No campo tributário, encontramos típico caso de hibridismo em recentes autuações federais fundamentadas na solução de consulta Cosit 678/17, resultando numa nova espécie de tributação nos casos decorrentes de liquidação de participação societária no exterior, qual seja: ganho de capital (GCAP) sujeito ao carnê-leão (27,5%).

Colocando em termos bastante práticos, um contribuinte que detém participação em sociedade off shore deve declarar o custo de aquisição em sua DIRPF, em reais (BRL), nos termos do art. 25, § 3º, da lei 9.250/95.

No momento em que tal participação societária é alienada, tributa-se a diferença recebida a maior como ganho de capital (15% a 22,5%), sendo relevante verificar a origem dos recursos que geraram o ganho, na medida em que: (I) se a origem for moeda estrangeira, a variação cambial é isenta; e (II) se a origem for moeda nacional, a variação cambial é tributada (art. 10, VII, da IN RFB 1.500/14, e arts. 4º e 14, II, da IN SRF 118/00).

Ocorre que, a partir de caso envolvendo o Regime de Regularização Cambial e Tributária (RERCT), a Receita Federal entendeu que na liquidação de empresa off shore, com a devolução do capital ao sócio em dinheiro, não haveria que se falar em alienação e, portanto, regime de tributação pelo GCAP.

Ou seja, entendeu-se que o dinheiro integralizado pelo sócio na empresa nunca mudou de titularidade, por isso que sua devolução não se enquadraria como espécie de alienação. Nos termos da Cosit 678/17, "na devolução do capital em dinheiro não existe alienação, pois o capital devolvido não havia deixado de ser propriedade do acionista/quotista/titular."

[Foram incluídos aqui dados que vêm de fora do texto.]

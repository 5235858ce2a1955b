//! HTTP adapter mapping for domain errors.
//!
//! Purpose: keep the domain error type HTTP-agnostic while letting actix
//! handlers turn domain failures into consistent JSON responses and status
//! codes. Internal errors are redacted before leaving the process.

use actix_web::{HttpResponse, ResponseError, http::StatusCode};
use tracing::error;

use crate::domain::{Error, ErrorCode, TRACE_ID_HEADER};
use crate::middleware::TraceId;

/// Convenient result alias for HTTP handlers.
pub type ApiResult<T> = Result<T, Error>;

fn status_for(code: ErrorCode) -> StatusCode {
    match code {
        ErrorCode::InvalidRequest => StatusCode::BAD_REQUEST,
        ErrorCode::NotFound => StatusCode::NOT_FOUND,
        ErrorCode::Conflict => StatusCode::CONFLICT,
        ErrorCode::ServiceUnavailable => StatusCode::SERVICE_UNAVAILABLE,
        ErrorCode::InternalError => StatusCode::INTERNAL_SERVER_ERROR,
    }
}

fn with_current_trace_id(error: Error) -> Error {
    if error.trace_id().is_some() {
        return error;
    }
    match TraceId::current() {
        Some(id) => error.with_trace_id(id.to_string()),
        None => error,
    }
}

fn redact_if_internal(error: &Error) -> Error {
    if matches!(error.code(), ErrorCode::InternalError) {
        let mut redacted = Error::internal("Internal server error");
        if let Some(id) = error.trace_id() {
            redacted = redacted.with_trace_id(id.to_owned());
        }
        redacted
    } else {
        error.clone()
    }
}

impl ResponseError for Error {
    fn status_code(&self) -> StatusCode {
        status_for(self.code())
    }

    fn error_response(&self) -> HttpResponse {
        let correlated = with_current_trace_id(self.clone());
        let mut builder = HttpResponse::build(self.status_code());
        if let Some(id) = correlated.trace_id() {
            builder.insert_header((TRACE_ID_HEADER, id.to_owned()));
        }

        builder.json(redact_if_internal(&correlated))
    }
}

impl From<actix_web::Error> for Error {
    fn from(err: actix_web::Error) -> Self {
        // Do not leak implementation details to clients.
        error!(error = %err, "actix error promoted to domain error");
        Self::internal("Internal server error")
    }
}
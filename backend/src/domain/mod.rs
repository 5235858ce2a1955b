//! Domain entities, ports, and services.
//!
//! Purpose: define the strongly typed core of the patrol pipeline — scan
//! records, image identifiers, the camera map — together with the ports at
//! the hexagonal boundary and the services composing them. Types are
//! immutable once constructed; invariants live in validating constructors.

pub mod camera_map;
pub mod error;
pub mod image_id;
pub mod image_service;
pub mod patrol_record;
pub mod patrol_service;
pub mod ports;
pub mod report_service;

pub use self::camera_map::{CameraMap, CameraMapError};
pub use self::error::{Error, ErrorCode};
pub use self::image_id::{ImageId, ImageIdValidationError};
pub use self::image_service::ImageService;
pub use self::patrol_record::{
    NewPatrolRecord, NewPatrolRecordDraft, PatrolRecord, PatrolRecordParts,
    PatrolRecordValidationError,
};
pub use self::patrol_service::PatrolService;
pub use self::report_service::ReportService;

/// Response header carrying the request trace identifier.
pub const TRACE_ID_HEADER: &str = "x-trace-id";

/// Convenient API result alias.
pub type ApiResult<T> = Result<T, Error>;
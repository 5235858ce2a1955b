//! Domain-level error type.
//!
//! Transport agnostic: inbound adapters map this payload onto HTTP status
//! codes and JSON bodies. Services construct it from port failures; handlers
//! construct it from validation failures.

use serde::{Deserialize, Serialize};
use serde_json::Value;

/// Stable machine-readable error code describing the failure category.
#[derive(Debug, Clone, Copy, PartialEq, Eq, Hash, Serialize, Deserialize)]
#[non_exhaustive]
#[serde(rename_all = "snake_case")]
pub enum ErrorCode {
    /// The request is malformed or fails validation.
    InvalidRequest,
    /// The requested resource does not exist.
    NotFound,
    /// The request conflicts with existing state (e.g. a duplicate key).
    Conflict,
    /// A required backing service is unavailable.
    ServiceUnavailable,
    /// An unexpected error occurred inside the domain.
    InternalError,
}

/// Domain error payload returned to adapters.
///
/// ## Invariants
/// - `message` is non-empty.
#[derive(Debug, Clone, PartialEq, Serialize, Deserialize)]
#[serde(rename_all = "camelCase")]
pub struct Error {
    code: ErrorCode,
    message: String,
    #[serde(skip_serializing_if = "Option::is_none")]
    details: Option<Value>,
    #[serde(skip_serializing_if = "Option::is_none")]
    trace_id: Option<String>,
}

impl Error {
    /// Create a new error with the given code and message.
    pub fn new(code: ErrorCode, message: impl Into<String>) -> Self {
        let message = message.into();
        debug_assert!(!message.trim().is_empty(), "error message must not be empty");
        Self {
            code,
            message,
            details: None,
            trace_id: None,
        }
    }

    /// Stable machine-readable error code.
    pub fn code(&self) -> ErrorCode {
        self.code
    }

    /// Human-readable message returned to adapters.
    pub fn message(&self) -> &str {
        self.message.as_str()
    }

    /// Supplementary structured details for adapters.
    pub fn details(&self) -> Option<&Value> {
        self.details.as_ref()
    }

    /// Request trace identifier attached by the inbound adapter, if any.
    pub fn trace_id(&self) -> Option<&str> {
        self.trace_id.as_deref()
    }

    /// Attach structured details to the error.
    pub fn with_details(mut self, details: Value) -> Self {
        self.details = Some(details);
        self
    }

    /// Attach the request trace identifier for log correlation.
    pub fn with_trace_id(mut self, trace_id: impl Into<String>) -> Self {
        self.trace_id = Some(trace_id.into());
        self
    }

    /// Convenience constructor for [`ErrorCode::InvalidRequest`].
    pub fn invalid_request(message: impl Into<String>) -> Self {
        Self::new(ErrorCode::InvalidRequest, message)
    }

    /// Convenience constructor for [`ErrorCode::NotFound`].
    pub fn not_found(message: impl Into<String>) -> Self {
        Self::new(ErrorCode::NotFound, message)
    }

    /// Convenience constructor for [`ErrorCode::Conflict`].
    pub fn conflict(message: impl Into<String>) -> Self {
        Self::new(ErrorCode::Conflict, message)
    }

    /// Convenience constructor for [`ErrorCode::ServiceUnavailable`].
    pub fn service_unavailable(message: impl Into<String>) -> Self {
        Self::new(ErrorCode::ServiceUnavailable, message)
    }

    /// Convenience constructor for [`ErrorCode::InternalError`].
    pub fn internal(message: impl Into<String>) -> Self {
        Self::new(ErrorCode::InternalError, message)
    }
}

impl std::fmt::Display for Error {
    fn fmt(&self, f: &mut std::fmt::Formatter<'_>) -> std::fmt::Result {
        write!(f, "{}", self.message)
    }
}

impl std::error::Error for Error {}

#[cfg(test)]
mod tests {
    //! Serialisation contract coverage for the error payload.

    use serde_json::json;

    use super::*;

    #[test]
    fn codes_serialise_as_snake_case() {
        let encoded = serde_json::to_value(ErrorCode::ServiceUnavailable).expect("serialises");
        assert_eq!(encoded, json!("service_unavailable"));
    }

    #[test]
    fn optional_fields_are_omitted_when_absent() {
        let encoded = serde_json::to_value(Error::not_found("missing")).expect("serialises");
        assert_eq!(
            encoded,
            json!({ "code": "not_found", "message": "missing" })
        );
    }

    #[test]
    fn details_and_trace_id_round_trip() {
        let error = Error::invalid_request("bad field")
            .with_details(json!({ "field": "id" }))
            .with_trace_id("00000000-0000-0000-0000-000000000001");

        let encoded = serde_json::to_string(&error).expect("serialises");
        let decoded: Error = serde_json::from_str(&encoded).expect("deserialises");
        assert_eq!(decoded, error);
        assert_eq!(decoded.details(), Some(&json!({ "field": "id" })));
    }
}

Assim, ausente o conceito de alienação, não haveria que se falar em tributação pelo ganho de capital (lei 7.713/88, art. 3º, §§ 2º e 3º).

Nessa perspectiva, o dinheiro então deixou de ser uma espécie de bem fungível, para se tornar um terceiro gênero, não compreendido nem na categoria de bens, nem de direitos: talvez uma novidade no direito brasileiro, uma ficção jurídica criada apenas para a interpretação de regras tributárias mais onerosas!

Com isso, nos casos de liquidação de participação societária com devolução do capital em dinheiro, não se aplicaria o regime jurídico do ganho de capital (15% a 22,5%), passando-se para o regime de rendimento sujeito ao carnê-leão (27,5%).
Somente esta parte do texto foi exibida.